Organelle Homeostasis and Aging

Organelles provide important compartmentalization of diverse cellular processes such as DNA replication, metabolite synthesis and storage, and proteolytic degradation. The division of cellular activities into distinct compartments necessitates intricate pathways of organelle crosstalk and quality control that are essential for cells to maintain organelle homeostasis in various environments. It has become increasingly clear that failure to maintain organelle integrity is a hallmark of the aging process across species, and serves as the underlying molecular basis for a number of age-associated diseases including Parkinson’s, Alzheimer’s, diabetes, and lysosomal storage disorders. However, our current understanding of the relationship between aging and organelle biology is limited.

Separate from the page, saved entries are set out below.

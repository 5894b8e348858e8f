//! Numeric collaborators: normal CDF, chi-square goodness of fit, simple
//! linear regression and Pearson correlation.
//!
//! The tests only depend on the contracts here (arrays in, statistic and
//! p-value out); the distributions themselves come from `statrs`.

use statrs::distribution::{ChiSquared, ContinuousCDF, Normal, StudentsT};

use crate::error::{Error, Result};

/// Keeps the t statistic finite when |r| == 1.
const TINY: f64 = 1.0e-20;

/// Probability that a standard normal variable is <= `z`.
pub fn normal_cdf(z: f64) -> f64 {
    Normal::standard().cdf(z)
}

/// Pearson chi-square statistic and its upper-tail p-value.
#[derive(Debug, Clone, Copy, PartialEq)]
pub struct ChiSquare {
    pub statistic: f64,
    pub p: f64,
    pub degrees_of_freedom: usize,
}

/// Goodness of fit of `observed` against `expected`, with `k - 1` degrees of
/// freedom.
///
/// The two totals are not required to agree. Expected counts must be
/// non-negative. A zero expectation (for example an underflowed geometric
/// tail) contributes nothing when its observed count is also zero and makes
/// the statistic infinite, with p = 0, when it is not.
pub fn chi_square(observed: &[f64], expected: &[f64]) -> Result<ChiSquare> {
    if observed.len() != expected.len() {
        return Err(Error::Distribution(format!(
            "observed has {} categories, expected has {}",
            observed.len(),
            expected.len()
        )));
    }
    let k = observed.len();
    if k < 2 {
        return Err(Error::TooFewCategories { got: k });
    }
    if expected.iter().any(|&e| e.is_nan() || e < 0.0) {
        return Err(Error::Distribution(
            "expected counts must be non-negative".to_string(),
        ));
    }

    let statistic: f64 = observed
        .iter()
        .zip(expected)
        .map(|(&o, &e)| match (o, e) {
            (o, e) if e == 0.0 && o == 0.0 => 0.0,
            (_, e) if e == 0.0 => f64::INFINITY,
            (o, e) => {
                let diff = o - e;
                diff * diff / e
            }
        })
        .sum();

    let degrees_of_freedom = k - 1;
    let dist = ChiSquared::new(degrees_of_freedom as f64)
        .map_err(|e| Error::Distribution(e.to_string()))?;
    let p = if statistic.is_infinite() {
        0.0
    } else {
        dist.sf(statistic)
    };
    Ok(ChiSquare {
        statistic,
        p,
        degrees_of_freedom,
    })
}

/// Least-squares fit of `y = slope * x + intercept`.
#[derive(Debug, Clone, Copy, PartialEq)]
pub struct Regression {
    pub slope: f64,
    pub intercept: f64,
    /// Correlation coefficient, clipped to [-1, 1].
    pub r: f64,
    /// Two-sided p-value for a zero slope (Student t, n - 2 dof).
    pub p: f64,
    /// Standard error of the slope estimate.
    pub stderr: f64,
}

/// Population (biased) means and second moments of two equal-length columns.
struct Moments {
    x_mean: f64,
    y_mean: f64,
    sxx: f64,
    syy: f64,
    sxy: f64,
}

fn moments(x: &[f64], y: &[f64]) -> Moments {
    let n = x.len() as f64;
    let x_mean = x.iter().sum::<f64>() / n;
    let y_mean = y.iter().sum::<f64>() / n;
    let (mut sxx, mut syy, mut sxy) = (0.0, 0.0, 0.0);
    for (&xi, &yi) in x.iter().zip(y) {
        let dx = xi - x_mean;
        let dy = yi - y_mean;
        sxx += dx * dx;
        syy += dy * dy;
        sxy += dx * dy;
    }
    Moments {
        x_mean,
        y_mean,
        sxx: sxx / n,
        syy: syy / n,
        sxy: sxy / n,
    }
}

/// Simple linear regression of `y` on `x`.
pub fn linear_regression(x: &[f64], y: &[f64]) -> Result<Regression> {
    if x.len() != y.len() {
        return Err(Error::DegenerateRegression("columns differ in length"));
    }
    let n = x.len();
    if n < 3 {
        return Err(Error::DegenerateRegression(
            "need at least 3 points for a slope test",
        ));
    }
    let m = moments(x, y);
    if m.sxx == 0.0 {
        return Err(Error::DegenerateRegression("regressor is constant"));
    }

    let r_den = (m.sxx * m.syy).sqrt();
    let r = if r_den == 0.0 {
        0.0
    } else {
        (m.sxy / r_den).clamp(-1.0, 1.0)
    };

    let df = (n - 2) as f64;
    let t = r * (df / ((1.0 - r + TINY) * (1.0 + r + TINY))).sqrt();
    let students =
        StudentsT::new(0.0, 1.0, df).map_err(|e| Error::Distribution(e.to_string()))?;
    let p = 2.0 * students.sf(t.abs());

    let slope = m.sxy / m.sxx;
    let intercept = m.y_mean - slope * m.x_mean;
    let stderr = ((1.0 - r * r) * m.syy / m.sxx / df).sqrt();

    Ok(Regression {
        slope,
        intercept,
        r,
        p,
        stderr,
    })
}

/// Pearson correlation coefficient between two columns.
pub fn pearson(x: &[f64], y: &[f64]) -> Result<f64> {
    if x.len() != y.len() || x.len() < 2 {
        return Err(Error::DegenerateRegression(
            "correlation needs two columns of at least 2 values",
        ));
    }
    let m = moments(x, y);
    let den = (m.sxx * m.syy).sqrt();
    if den == 0.0 {
        return Err(Error::DegenerateRegression(
            "correlation of a constant column is undefined",
        ));
    }
    Ok(m.sxy / den)
}
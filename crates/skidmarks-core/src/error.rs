//! Error type shared by every test in the battery.

use thiserror::Error;

/// Convenience alias used throughout the crate.
pub type Result<T> = std::result::Result<T, Error>;

/// Failures surfaced by the randomness tests.
///
/// Everything except [`Error::InvariantViolation`] and [`Error::Distribution`]
/// describes input the test cannot score. Those two indicate a numerical
/// problem inside the crate and should never be reachable with valid input.
#[derive(Debug, Clone, PartialEq, Error)]
pub enum Error {
    #[error("sequence too short: need at least {needed} symbols, got {got}")]
    TooShort { needed: usize, got: usize },

    #[error("sequence must contain both values, length >= 2")]
    Constant,

    #[error("sequence is not binary: unexpected symbol at index {index}")]
    NotBinary { index: usize },

    #[error("must have some values of item: found {occurrences} in {len} symbols")]
    ItemCoverage { occurrences: usize, len: usize },

    #[error("expected number of runs has zero variance")]
    DegenerateVariance,

    #[error("degenerate regression input: {0}")]
    DegenerateRegression(&'static str),

    #[error("chi-square needs at least 2 categories, got {got}")]
    TooFewCategories { got: usize },

    #[error("distribution error: {0}")]
    Distribution(String),

    #[error("runs variance {variance} disagrees with cross-check {cross_check}")]
    InvariantViolation { variance: f64, cross_check: f64 },
}

impl Error {
    /// True when the caller handed in a sequence the test cannot score,
    /// as opposed to a numerical failure inside the crate.
    pub fn is_invalid_input(&self) -> bool {
        !matches!(
            self,
            Error::InvariantViolation { .. } | Error::Distribution(_)
        )
    }
}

My lab seeks to develop a broad understanding of the mechanisms cells use to achieve organelle homeostasis, and how failure to maintain organelle integrity contributes to aging and the development of age-associated diseases. More specifically, we are working to identify and characterize new pathways of organelle crosstalk and quality control, and determine how aging and metabolic state impact organelle function and integrity. To do this, we are using a budding yeast model system of aging that allows us to systematically analyze organelle structure and function in the context of an aging organism. With this approach, we have uncovered several new pathways of organelle crosstalk and quality control that are critical to the health of aging cells. Two of the pathways we are currently working on include a new metabolic connection between the lysosome and mitochondria that regulates the aging process, and an autophagy-dependent quality control pathway that remodels the mitochondrial proteome in response to changes in the nutrient environment of aging cells. Ultimately, we hope that investigating these pathways as well as others we have uncovered will provide fundamental insights into how organelles communicate within cells, and will open new therapeutic avenues for tackling age-associated diseases that arise from alterations in organelle homeostasis.